B+ : entertaining police procedural, though Rankin gets a bit carried away by the end

See our review for fuller assessment.

Review Summaries
Source Rating Date Reviewer
Daily Telegraph D 2/2/2002 Toby Clements
The Guardian . 26/1/2002 James Campbell
New Statesman . 7/1/2002 Nicola Upson
The NY Times Book Rev. . 9/2/2003 Marilyn Stasio
People . 3/2/2003 Joe Heim
The Spectator . 12/1/2002 Allan Massie
TLS A- 11/1/2002 Michael Caines
The Washington Post . 10/2/2003 Patrick Anderson

  Review Consensus:

  No consensus, generally favourable

  From the Reviews:
  • "Rankin has a great reputation for writing fast-action gritty thrillers, casting light on the darker side of Edinburgh, but Resurrection Men is a disappointment. The plot just about holds up, but it is at the expense of almost everything else that makes crime fiction a pleasure to read." - Toby Clements, Daily Telegraph

  • "Resurrection Men is more densely plotted than the earlier books. In fact, it is all plot; no twist goes without a counter-twist, and then a counter-counter-twist. (...) A look back at the early novels brings a sense of relief at the way the story surges forward in broad strokes. Here, it jolts and stutters from one surprise to the next. (...) Rankin is unquestionably an ingenious plotter, but this one seems more about means than end." - James Campbell, The Guardian

  • "(I)t bears all the qualities that have established Rankin as one of Britain's leading novelists in any genre: a powerful sense of place; a redefinition of Scotland and its past; persuasive dialogue; and a growing compassion among its characters.

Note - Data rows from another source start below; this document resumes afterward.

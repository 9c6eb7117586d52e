use crate::session::Session;
use crate::task::{CompletionRecord, Task, TaskId, completion_dates};
use chrono::NaiveDate;
use serde::{Deserialize, Serialize};
use std::collections::HashMap;

/// Outcome for one task of a forecast.
#[derive(Debug, Clone, Copy, PartialEq, Eq, Serialize, Deserialize)]
#[serde(tag = "status", content = "date", rename_all = "snake_case")]
pub enum TaskPlacement {
    Completed(NaiveDate),
    Projected(NaiveDate),
    /// No school day was available for the task.
    Unplaced,
}

impl TaskPlacement {
    pub fn date(&self) -> Option<NaiveDate> {
        match self {
            TaskPlacement::Completed(date) | TaskPlacement::Projected(date) => Some(*date),
            TaskPlacement::Unplaced => None,
        }
    }

    pub fn is_completed(&self) -> bool {
        matches!(self, TaskPlacement::Completed(_))
    }

    pub fn is_projected(&self) -> bool {
        matches!(self, TaskPlacement::Projected(_))
    }

    pub fn as_str(&self) -> &'static str {
        match self {
            TaskPlacement::Completed(_) => "completed",
            TaskPlacement::Projected(_) => "projected",
            TaskPlacement::Unplaced => "unplaced",
        }
    }
}

#[derive(Debug, Clone, PartialEq, Eq, Serialize, Deserialize)]
pub struct TaskForecast {
    pub task_id: TaskId,
    pub placement: TaskPlacement,
}

/// Per-task placements in the order the tasks were given.
#[derive(Debug, Clone, Default, PartialEq, Eq, Serialize, Deserialize)]
pub struct Forecast {
    pub items: Vec<TaskForecast>,
}

impl Forecast {
    pub fn len(&self) -> usize {
        self.items.len()
    }

    pub fn is_empty(&self) -> bool {
        self.items.is_empty()
    }

    pub fn iter(&self) -> impl Iterator<Item = &TaskForecast> {
        self.items.iter()
    }

    pub fn placement_for(&self, task_id: TaskId) -> Option<TaskPlacement> {
        self.items
            .iter()
            .find(|item| item.task_id == task_id)
            .map(|item| item.placement)
    }

    /// Task projected onto `date`, if any.
    pub fn projected_on(&self, date: NaiveDate) -> Option<TaskId> {
        self.items
            .iter()
            .find(|item| item.placement == TaskPlacement::Projected(date))
            .map(|item| item.task_id)
    }

    /// Resolved date of the final task: completed date, else projected
    /// date. `None` for an empty task list or an unplaced final task.
    pub fn last_forecast_date(&self) -> Option<NaiveDate> {
        self.items.last().and_then(|item| item.placement.date())
    }

    pub fn completed_count(&self) -> usize {
        self.items
            .iter()
            .filter(|item| item.placement.is_completed())
            .count()
    }
}

/// Places an ordered task list onto the school days of a session.
///
/// Single forward pass: completed tasks keep their completion date, the
/// rest take successive school days starting from today (or the session
/// start when that is later). A day consumed by completed work is not
/// offered to a later task.
pub struct Forecaster<'a> {
    session: &'a Session,
    today: NaiveDate,
    include_upcoming: bool,
}

impl<'a> Forecaster<'a> {
    pub fn new(session: &'a Session, today: NaiveDate) -> Self {
        Self {
            session,
            today,
            include_upcoming: false,
        }
    }

    /// Also project tasks for a session that has not started yet, anchored
    /// on its first day.
    pub fn including_upcoming(mut self, include_upcoming: bool) -> Self {
        self.include_upcoming = include_upcoming;
        self
    }

    pub fn anchor(&self) -> NaiveDate {
        self.today.max(self.session.start_date)
    }

    /// Projections only make sense while the session is running.
    pub fn is_active(&self) -> bool {
        self.session.contains(self.today)
            || (self.include_upcoming && self.today < self.session.start_date)
    }

    pub fn execute(&self, tasks: &[Task], completed: &HashMap<TaskId, NaiveDate>) -> Forecast {
        let active = self.is_active();
        let mut cursor = self.session.first_school_day_on_or_after(self.anchor());
        let mut items = Vec::with_capacity(tasks.len());

        for task in tasks {
            let placement = if let Some(&done) = completed.get(&task.id) {
                if done == cursor {
                    cursor = self.session.next_school_day_after(cursor);
                }
                TaskPlacement::Completed(done)
            } else if active && self.session.is_school_day(cursor) {
                let date = cursor;
                cursor = self.session.next_school_day_after(cursor);
                TaskPlacement::Projected(date)
            } else {
                TaskPlacement::Unplaced
            };
            tracing::trace!(task_id = task.id, status = placement.as_str(), date = ?placement.date(), "placed task");
            items.push(TaskForecast {
                task_id: task.id,
                placement,
            });
        }

        let forecast = Forecast { items };
        tracing::debug!(
            tasks = forecast.len(),
            completed = forecast.completed_count(),
            active,
            last = ?forecast.last_forecast_date(),
            "forecast computed"
        );
        forecast
    }

    pub fn last_forecast_date(
        &self,
        tasks: &[Task],
        completed: &HashMap<TaskId, NaiveDate>,
    ) -> Option<NaiveDate> {
        self.execute(tasks, completed).last_forecast_date()
    }
}

/// Forecast `tasks` for one student's completion records.
pub fn forecast_tasks(
    tasks: &[Task],
    completions: &[CompletionRecord],
    session: &Session,
    today: NaiveDate,
) -> Forecast {
    let completed = completion_dates(completions);
    Forecaster::new(session, today).execute(tasks, &completed)
}

pub fn last_forecast_date(
    tasks: &[Task],
    completions: &[CompletionRecord],
    session: &Session,
    today: NaiveDate,
) -> Option<NaiveDate> {
    forecast_tasks(tasks, completions, session, today).last_forecast_date()
}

What it lacks, however, is the originality of Rankin's previous novel, The Falls, which revelled in Edinburgh's blood-soaked history." - Nicola Upson, New Statesman

  • "Although a reader could get dizzy trying to follow all the permutations of the three multilayered cases, Rebus not only finds the hidden connections but also manages to keep his footing in the shifting moral landscape." - Marilyn Stasio, The New York Times Book Review

  • "For anyone who likes a mystery with literary flair and without a sermon, this is an eminently satisfying read." - Joe Heim, People

  • "(H)is novels have a narrative drive that Chandler never matched. This new one is no exception, fully up to the high standard he has set himself. (...) The plot is as complicated as ever, utterly riveting and elegantly worked out. But the sub-text is that Rebus's lack of discipline and self- control is indeed threatening his career. He knows it, and fears that he is being set up himself." - Allan Massie, The Spectator

  • "Resurrection Men makes for addictive reading and should consolidate the reputation of his creator, Ian Rankin, as a crime writer of real talent. He is as keen as ever to use Rebus's adventures as a window on to modern Scotland -- in its historical context. (...) Unfortunately, a certain banality infects Rankin's prose. His style can be all too businesslike. (...) There is nothing sloppy about the way Resurrection Men is plotted, nor about the deceptively casual shoal of red herrings. He also has a deft way with incidental characters" - Michael Caines, Times Literary Supplement

  • "Rankin does not write easy novels. They are dark, gritty and detailed. They feature mostly unhappy people living mostly sordid lives. A running joke in this one is that the police station toilets, for both women and men, are always out of paper products. The convolutions of Rankin's plots will challenge your memory and possibly your intelligence. But his novels are also skillful, serious and eminently readable, and they will repay your patience. If you haven't experienced Inspector Rebus, this is a good place to start." - Patrick Anderson, The Washington Post

Please note that these ratings solely represent the complete review's biased interpretation and subjective opinion of the actual reviews and do not claim to accurately reflect or represent the views of the reviewers. Similarly the illustrative quotes chosen here are merely those the complete review subjectively believes represent the tenor and judgment of the review as a whole. We acknowledge (and remind and warn you) that they may, in fact, be entirely unrepresentative of the actual reviews by any other measure.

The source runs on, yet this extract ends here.